Instructions for the task
Tally every line of the entries that contains the string "EnvFilter", then reply with only that number.

Source data
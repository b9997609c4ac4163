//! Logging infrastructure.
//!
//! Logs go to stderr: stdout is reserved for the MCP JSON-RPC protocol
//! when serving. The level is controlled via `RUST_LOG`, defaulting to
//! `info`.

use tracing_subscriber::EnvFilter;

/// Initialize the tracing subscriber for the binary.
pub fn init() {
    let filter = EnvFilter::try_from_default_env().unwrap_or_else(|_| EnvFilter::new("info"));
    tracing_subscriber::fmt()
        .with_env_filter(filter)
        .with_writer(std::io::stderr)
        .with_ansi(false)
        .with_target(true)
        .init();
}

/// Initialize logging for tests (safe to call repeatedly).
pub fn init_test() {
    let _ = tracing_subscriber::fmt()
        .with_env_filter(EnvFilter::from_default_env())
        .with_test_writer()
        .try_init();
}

The completed task
3